■ Instructions to follow ■
Whenever a line in the entries includes the word "Mutex", copy that line out.

■ Provided data ■
______
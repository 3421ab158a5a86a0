//! Scripted executor for tests.

use crate::cancellation::CancellationToken;
use crate::executor::{ExecutionOutcome, ExecutorAdapter, Invocation};
use async_trait::async_trait;
use parking_lot::Mutex;
use std::collections::BTreeSet;
use std::sync::atomic::{AtomicUsize, Ordering};
use std::sync::Arc;
use std::time::Duration;

/// An executor that never touches the filesystem.
///
/// Every invocation is recorded. By default each instance reports all of its
/// declared outputs as produced. Targets are matched against the instance
/// key (`stack[tag=T1]`) or the stage name (`stack`).
#[derive(Debug, Default)]
pub struct ScriptedExecutor {
    failing: BTreeSet<String>,
    omitting: BTreeSet<String>,
    delay: Option<Duration>,
    cancel_on: Option<(String, Arc<CancellationToken>)>,
    invocations: Mutex<Vec<Invocation>>,
    active: AtomicUsize,
    peak: AtomicUsize,
}

impl ScriptedExecutor {
    /// Creates an executor where everything succeeds.
    #[must_use]
    pub fn new() -> Self {
        Self::default()
    }

    /// Makes the matching instances fail.
    #[must_use]
    pub fn fail(mut self, target: impl Into<String>) -> Self {
        self.failing.insert(target.into());
        self
    }

    /// Makes the matching instances report success without producing their
    /// outputs.
    #[must_use]
    pub fn omit_outputs(mut self, target: impl Into<String>) -> Self {
        self.omitting.insert(target.into());
        self
    }

    /// Sleeps inside every invocation.
    #[must_use]
    pub fn with_delay(mut self, delay: Duration) -> Self {
        self.delay = Some(delay);
        self
    }

    /// Cancels `token` while the matching instance is running.
    #[must_use]
    pub fn cancel_on(mut self, target: impl Into<String>, token: Arc<CancellationToken>) -> Self {
        self.cancel_on = Some((target.into(), token));
        self
    }

    /// All recorded invocations, in start order.
    #[must_use]
    pub fn invocations(&self) -> Vec<Invocation> {
        self.invocations.lock().clone()
    }

    /// Keys of the invoked instances, in start order.
    #[must_use]
    pub fn invoked_keys(&self) -> Vec<String> {
        self.invocations.lock().iter().map(|i| i.key.clone()).collect()
    }

    /// The invocation of one instance.
    #[must_use]
    pub fn invocation(&self, key: &str) -> Option<Invocation> {
        self.invocations.lock().iter().find(|i| i.key == key).cloned()
    }

    /// The highest number of invocations that were in flight at once.
    #[must_use]
    pub fn peak_concurrency(&self) -> usize {
        self.peak.load(Ordering::SeqCst)
    }

    fn matches(targets: &BTreeSet<String>, invocation: &Invocation) -> bool {
        targets.contains(&invocation.key) || targets.contains(&invocation.stage)
    }
}

#[async_trait]
impl ExecutorAdapter for ScriptedExecutor {
    async fn run(&self, invocation: &Invocation) -> ExecutionOutcome {
        self.invocations.lock().push(invocation.clone());
        let active = self.active.fetch_add(1, Ordering::SeqCst) + 1;
        self.peak.fetch_max(active, Ordering::SeqCst);

        if let Some((target, token)) = &self.cancel_on {
            if target == &invocation.key || target == &invocation.stage {
                token.cancel(format!("cancelled while {} was running", invocation.key));
            }
        }
        if let Some(delay) = self.delay {
            tokio::time::sleep(delay).await;
        }
        self.active.fetch_sub(1, Ordering::SeqCst);

        if Self::matches(&self.failing, invocation) {
            return ExecutionOutcome::failed(format!("scripted failure of {}", invocation.key));
        }
        if Self::matches(&self.omitting, invocation) {
            return ExecutionOutcome::succeeded(Vec::new());
        }
        ExecutionOutcome::succeeded(invocation.outputs.values().cloned())
    }
}
//! Core domain model types for spectraflow.
//!
//! - Artifact templates, bindings and resolved artifacts
//! - Instance status and edge kind enums

mod artifact;
mod status;

pub use artifact::{
    resolve, same_artifact, Artifact, ArtifactKey, ArtifactTemplate, Bindings, PLACEHOLDERS,
};
pub use status::{EdgeKind, InstanceStatus};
______
■ Exercise response ■
use parking_lot::Mutex;
    invocations: Mutex<Vec<Invocation>>,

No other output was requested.